To enrich the data, workloads from Google BigQuery are also aggregated and loaded into Vertica. This integration capability is appreciated, as Bartal comments: “We like that Vertica can slot into our existing infrastructure. We have a rich ecosystem with open source technologies such as Apache Hadoop, Kafka, and Spark, all of which are supported by Vertica.” Bartal also noted a preference for Vertica by the Taboola analyst community: “Our analysts love that Vertica is integrated with a number of data visualization tools of their choice, such as Tableau and QlikView.”
Reports for Taboola partners need to be relevant, accurate, and timely, and the company always looks to exceed partners’ expectations and deduce more from the data than they might have thought of themselves. The data needs to be as “fresh” as possible when it’s analyzed, and so the faster the data is loaded and computed, the faster partners receive the intelligence to help them fine-tune their content offer or their marketing campaigns and deliver a more compelling user experience.
A Vertica cluster powers a dashboard for Taboola partners. This is accommodated in UI and API. Offering both is particularly important as the UI is used by analysts and business partners to generate pre-formatted and custom dashboards, with user-friendly drag-and-drop features for ad-hoc analysis. The dashboard system pulls directly from Vertica, which really improves the data quality and delivery speed. APIs are used when a partner’s IT systems interact directly and automatically with the Vertica data. The aggregated data is automatically retrieved so that a partner’s marketing campaigns can be dynamically adjusted as a result of continuous data analytics or integrated into billing and report platforms. Vertica connectors help Taboola integrate with Hadoop HDFS, which holds the raw data. Thousands of concurrent users access the various frontend clusters at any given time, which is why platform stability and scalability were such important factors in the decision to choose Vertica.
Multiple clusters have the potential to introduce many challenges around data consistency and replication. These were met with a lot of in-house tool development, as Bartal explains: “We developed our own ETL tool to manage integrations between Vertica and our other platforms, such as MySQL, Cassandra, various APIs, and cloud services.”
Vertica offers the flexibility that Bartal sought: “Vertica shows me a vast variety of metrics; everything is completely visible and accessible. Through encoding, we continuously tune and improve our projections, which speeds up our query runtime as a result.”

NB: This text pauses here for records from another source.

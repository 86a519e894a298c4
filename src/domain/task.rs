use std::fmt;

use serde::{Deserialize, Serialize};
use uuid::Uuid;

/// Opaque task identifier. Fresh ids are random UUIDs, but persisted
/// snapshots may carry any string.
#[derive(Debug, Clone, PartialEq, Eq, Hash, Serialize, Deserialize)]
#[serde(transparent)]
pub struct TaskId(String);

impl TaskId {
    pub fn generate() -> Self {
        Self(Uuid::new_v4().to_string())
    }

    pub fn as_str(&self) -> &str {
        &self.0
    }
}

impl From<&str> for TaskId {
    fn from(raw: &str) -> Self {
        Self(raw.to_owned())
    }
}

impl fmt::Display for TaskId {
    fn fmt(&self, f: &mut fmt::Formatter<'_>) -> fmt::Result {
        f.write_str(&self.0)
    }
}

#[derive(Debug, Clone, PartialEq, Eq, Serialize, Deserialize)]
pub struct Task {
    pub id: TaskId,
    pub text: String,
    pub completed: bool,
}

impl Task {
    pub fn new(id: TaskId, text: impl Into<String>) -> Self {
        Self {
            id,
            text: text.into(),
            completed: false,
        }
    }
}

/// Completed / total counts shown in the footer.
#[derive(Debug, Clone, Copy, PartialEq, Eq, Default)]
pub struct Summary {
    pub completed: usize,
    pub total: usize,
}

impl Summary {
    pub fn of(tasks: &[Task]) -> Self {
        Self {
            completed: tasks.iter().filter(|t| t.completed).count(),
            total: tasks.len(),
        }
    }
}

impl fmt::Display for Summary {
    fn fmt(&self, f: &mut fmt::Formatter<'_>) -> fmt::Result {
        write!(f, "{} OF {} TASKS COMPLETED", self.completed, self.total)
    }
}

One of the best experiences with Vertica has been the partnership that has developed over the years, according to Bartal: “The Vertica partnership is key to us. We have really pushed the boundaries of the solution and the Vertica team has been there to support us every step of the way. This is showcased particularly when we see our discussions result in new Vertica features. We are excited to be a Beta customer for Vertica in Eon Mode on-premise. This will give us the opportunity to take advantage of flexible compute and storage resources, similar to a cloud model, to manage dynamic workloads.”
She concludes: “Our phenomenal growth meant we needed robust and enterprise-ready support in data analytics. Our vision is to reach more people, via more channels. With Vertica as the compute engine at the heart of our data, we can now offer a fully scalable analytics offering with higher user concurrency and performance. Our partnership is set to take us to exciting places.”